§ Aim of the exercise
Copy each line below holding "bool".

(Dataset entries)
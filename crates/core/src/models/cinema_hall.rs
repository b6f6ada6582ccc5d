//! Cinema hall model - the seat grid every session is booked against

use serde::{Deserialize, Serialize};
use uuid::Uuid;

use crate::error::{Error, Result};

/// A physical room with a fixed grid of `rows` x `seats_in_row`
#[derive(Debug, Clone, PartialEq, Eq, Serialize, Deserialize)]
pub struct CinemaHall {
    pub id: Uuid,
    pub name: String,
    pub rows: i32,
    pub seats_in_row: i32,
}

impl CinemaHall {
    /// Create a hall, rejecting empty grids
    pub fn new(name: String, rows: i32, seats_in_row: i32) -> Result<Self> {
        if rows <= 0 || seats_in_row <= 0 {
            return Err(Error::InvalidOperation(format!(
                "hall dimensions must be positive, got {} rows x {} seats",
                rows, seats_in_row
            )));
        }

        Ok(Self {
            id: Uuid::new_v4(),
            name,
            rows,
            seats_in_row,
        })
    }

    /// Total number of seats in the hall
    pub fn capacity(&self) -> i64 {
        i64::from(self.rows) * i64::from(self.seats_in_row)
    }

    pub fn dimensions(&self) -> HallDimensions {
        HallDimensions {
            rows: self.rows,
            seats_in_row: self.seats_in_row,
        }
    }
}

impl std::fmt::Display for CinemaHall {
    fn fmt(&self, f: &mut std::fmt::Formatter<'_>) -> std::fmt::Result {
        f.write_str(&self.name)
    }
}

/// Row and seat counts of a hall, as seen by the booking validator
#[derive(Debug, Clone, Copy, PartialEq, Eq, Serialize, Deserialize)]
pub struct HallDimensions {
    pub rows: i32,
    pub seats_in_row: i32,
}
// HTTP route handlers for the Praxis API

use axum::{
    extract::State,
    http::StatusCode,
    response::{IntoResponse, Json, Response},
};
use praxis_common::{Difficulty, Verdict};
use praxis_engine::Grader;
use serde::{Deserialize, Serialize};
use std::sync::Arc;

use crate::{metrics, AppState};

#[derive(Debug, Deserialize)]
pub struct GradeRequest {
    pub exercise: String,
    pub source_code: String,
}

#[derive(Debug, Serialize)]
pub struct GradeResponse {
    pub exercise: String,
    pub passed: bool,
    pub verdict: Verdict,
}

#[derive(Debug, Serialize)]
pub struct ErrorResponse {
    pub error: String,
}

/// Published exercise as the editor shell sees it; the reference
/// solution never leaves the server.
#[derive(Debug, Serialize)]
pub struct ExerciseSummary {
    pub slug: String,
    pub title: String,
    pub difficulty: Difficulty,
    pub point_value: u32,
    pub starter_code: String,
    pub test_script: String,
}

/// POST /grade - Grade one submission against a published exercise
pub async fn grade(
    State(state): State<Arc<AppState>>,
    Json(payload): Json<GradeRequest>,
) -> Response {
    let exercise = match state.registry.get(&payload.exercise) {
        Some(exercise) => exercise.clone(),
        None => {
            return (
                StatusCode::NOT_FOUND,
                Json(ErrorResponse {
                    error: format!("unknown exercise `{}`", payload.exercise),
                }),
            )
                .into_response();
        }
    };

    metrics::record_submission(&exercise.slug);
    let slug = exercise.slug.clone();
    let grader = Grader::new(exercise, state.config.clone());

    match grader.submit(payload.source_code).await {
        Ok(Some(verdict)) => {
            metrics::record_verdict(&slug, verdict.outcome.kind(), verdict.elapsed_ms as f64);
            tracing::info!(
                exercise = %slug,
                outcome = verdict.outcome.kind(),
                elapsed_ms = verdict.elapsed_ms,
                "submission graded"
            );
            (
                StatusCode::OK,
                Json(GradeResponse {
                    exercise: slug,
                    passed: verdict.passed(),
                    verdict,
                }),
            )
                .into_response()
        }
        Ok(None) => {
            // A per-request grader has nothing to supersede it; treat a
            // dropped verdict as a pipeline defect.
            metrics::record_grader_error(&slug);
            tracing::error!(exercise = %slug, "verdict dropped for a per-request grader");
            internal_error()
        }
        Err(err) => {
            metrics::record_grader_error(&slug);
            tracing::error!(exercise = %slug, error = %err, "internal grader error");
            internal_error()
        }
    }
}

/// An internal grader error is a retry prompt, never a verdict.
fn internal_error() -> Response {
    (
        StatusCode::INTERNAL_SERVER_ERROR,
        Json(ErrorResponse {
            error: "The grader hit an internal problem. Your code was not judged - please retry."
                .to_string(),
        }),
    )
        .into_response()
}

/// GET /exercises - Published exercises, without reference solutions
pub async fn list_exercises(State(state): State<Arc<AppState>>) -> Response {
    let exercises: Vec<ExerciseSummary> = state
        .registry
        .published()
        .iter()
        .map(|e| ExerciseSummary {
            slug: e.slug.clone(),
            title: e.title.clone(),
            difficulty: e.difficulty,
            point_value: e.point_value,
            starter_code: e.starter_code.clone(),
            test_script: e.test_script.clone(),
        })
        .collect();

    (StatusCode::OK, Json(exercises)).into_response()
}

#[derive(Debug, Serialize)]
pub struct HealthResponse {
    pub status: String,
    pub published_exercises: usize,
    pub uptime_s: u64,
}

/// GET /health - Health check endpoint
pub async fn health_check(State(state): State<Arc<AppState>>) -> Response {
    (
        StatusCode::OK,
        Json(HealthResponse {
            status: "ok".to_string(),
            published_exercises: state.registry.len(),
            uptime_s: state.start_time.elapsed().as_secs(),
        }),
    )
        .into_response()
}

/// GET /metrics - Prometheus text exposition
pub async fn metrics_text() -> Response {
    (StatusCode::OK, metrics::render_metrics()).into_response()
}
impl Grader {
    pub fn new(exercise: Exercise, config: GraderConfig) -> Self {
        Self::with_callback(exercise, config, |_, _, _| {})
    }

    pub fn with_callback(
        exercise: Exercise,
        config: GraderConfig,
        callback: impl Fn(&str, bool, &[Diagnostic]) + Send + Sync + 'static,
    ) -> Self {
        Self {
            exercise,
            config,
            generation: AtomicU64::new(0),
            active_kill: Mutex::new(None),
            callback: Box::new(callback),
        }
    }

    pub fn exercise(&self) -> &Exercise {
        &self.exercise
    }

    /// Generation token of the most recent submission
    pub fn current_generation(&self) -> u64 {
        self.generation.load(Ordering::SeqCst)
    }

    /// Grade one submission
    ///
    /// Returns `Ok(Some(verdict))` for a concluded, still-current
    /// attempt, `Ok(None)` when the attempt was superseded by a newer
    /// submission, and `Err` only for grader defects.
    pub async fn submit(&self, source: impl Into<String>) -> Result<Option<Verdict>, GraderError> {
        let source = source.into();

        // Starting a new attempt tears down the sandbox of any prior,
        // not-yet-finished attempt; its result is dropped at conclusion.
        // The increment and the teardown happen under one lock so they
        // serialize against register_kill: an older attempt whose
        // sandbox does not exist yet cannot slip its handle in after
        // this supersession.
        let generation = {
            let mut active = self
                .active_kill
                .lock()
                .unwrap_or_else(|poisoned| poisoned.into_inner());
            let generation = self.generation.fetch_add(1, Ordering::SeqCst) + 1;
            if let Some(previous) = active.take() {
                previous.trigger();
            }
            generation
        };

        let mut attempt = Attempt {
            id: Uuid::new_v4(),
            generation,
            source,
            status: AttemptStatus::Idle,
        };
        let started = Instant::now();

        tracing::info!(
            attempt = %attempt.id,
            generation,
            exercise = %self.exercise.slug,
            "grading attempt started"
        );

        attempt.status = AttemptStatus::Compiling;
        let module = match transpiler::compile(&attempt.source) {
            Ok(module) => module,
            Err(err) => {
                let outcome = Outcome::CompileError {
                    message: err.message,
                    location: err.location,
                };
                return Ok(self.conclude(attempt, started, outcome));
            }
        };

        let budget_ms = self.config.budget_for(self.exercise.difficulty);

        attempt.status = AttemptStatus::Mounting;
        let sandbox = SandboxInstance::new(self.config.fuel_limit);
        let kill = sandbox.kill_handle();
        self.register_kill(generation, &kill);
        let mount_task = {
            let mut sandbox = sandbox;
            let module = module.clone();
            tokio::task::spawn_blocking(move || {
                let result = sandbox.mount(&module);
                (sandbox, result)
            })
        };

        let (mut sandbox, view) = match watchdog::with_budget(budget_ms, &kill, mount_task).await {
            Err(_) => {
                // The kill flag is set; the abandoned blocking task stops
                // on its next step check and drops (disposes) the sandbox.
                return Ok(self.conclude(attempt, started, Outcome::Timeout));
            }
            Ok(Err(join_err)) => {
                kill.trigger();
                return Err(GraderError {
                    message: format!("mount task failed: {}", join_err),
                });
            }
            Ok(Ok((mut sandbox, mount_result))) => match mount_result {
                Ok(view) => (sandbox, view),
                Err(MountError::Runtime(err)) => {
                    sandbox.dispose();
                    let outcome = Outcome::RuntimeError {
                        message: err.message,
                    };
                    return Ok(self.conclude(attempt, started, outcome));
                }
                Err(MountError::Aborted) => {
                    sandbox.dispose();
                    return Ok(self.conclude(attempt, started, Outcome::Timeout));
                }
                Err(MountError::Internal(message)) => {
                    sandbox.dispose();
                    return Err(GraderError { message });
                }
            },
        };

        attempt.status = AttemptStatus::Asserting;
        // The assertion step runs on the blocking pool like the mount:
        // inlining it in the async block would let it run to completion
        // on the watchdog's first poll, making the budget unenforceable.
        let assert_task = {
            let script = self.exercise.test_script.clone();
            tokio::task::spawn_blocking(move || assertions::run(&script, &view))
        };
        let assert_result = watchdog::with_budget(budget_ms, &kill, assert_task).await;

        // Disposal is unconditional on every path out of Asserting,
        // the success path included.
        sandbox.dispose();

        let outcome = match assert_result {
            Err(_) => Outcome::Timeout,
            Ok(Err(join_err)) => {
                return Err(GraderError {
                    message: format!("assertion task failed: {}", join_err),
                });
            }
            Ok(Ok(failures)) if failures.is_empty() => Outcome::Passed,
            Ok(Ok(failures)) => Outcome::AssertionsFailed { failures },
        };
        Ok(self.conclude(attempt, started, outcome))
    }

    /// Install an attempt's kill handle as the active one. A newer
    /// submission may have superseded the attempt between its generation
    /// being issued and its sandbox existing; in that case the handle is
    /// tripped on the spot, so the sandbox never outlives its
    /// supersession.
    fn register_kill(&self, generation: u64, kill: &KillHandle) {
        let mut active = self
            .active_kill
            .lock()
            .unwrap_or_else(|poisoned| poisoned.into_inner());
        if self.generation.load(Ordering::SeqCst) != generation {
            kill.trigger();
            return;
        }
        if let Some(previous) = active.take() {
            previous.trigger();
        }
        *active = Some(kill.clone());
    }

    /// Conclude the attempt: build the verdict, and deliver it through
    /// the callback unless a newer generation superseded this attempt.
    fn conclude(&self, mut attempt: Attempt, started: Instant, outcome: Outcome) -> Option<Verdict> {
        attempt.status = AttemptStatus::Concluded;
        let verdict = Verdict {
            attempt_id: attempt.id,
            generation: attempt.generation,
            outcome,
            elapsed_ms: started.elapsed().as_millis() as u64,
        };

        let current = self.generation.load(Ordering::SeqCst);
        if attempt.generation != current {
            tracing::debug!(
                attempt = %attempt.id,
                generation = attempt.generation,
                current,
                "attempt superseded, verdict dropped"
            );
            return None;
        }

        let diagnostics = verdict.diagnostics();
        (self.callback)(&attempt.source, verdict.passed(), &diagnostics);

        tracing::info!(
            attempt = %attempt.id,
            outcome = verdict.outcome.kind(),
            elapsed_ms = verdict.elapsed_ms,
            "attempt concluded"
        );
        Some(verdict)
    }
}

§ Exercise solution
    pub passed: bool,
        callback: impl Fn(&str, bool, &[Diagnostic]) + Send + Sync + 'static,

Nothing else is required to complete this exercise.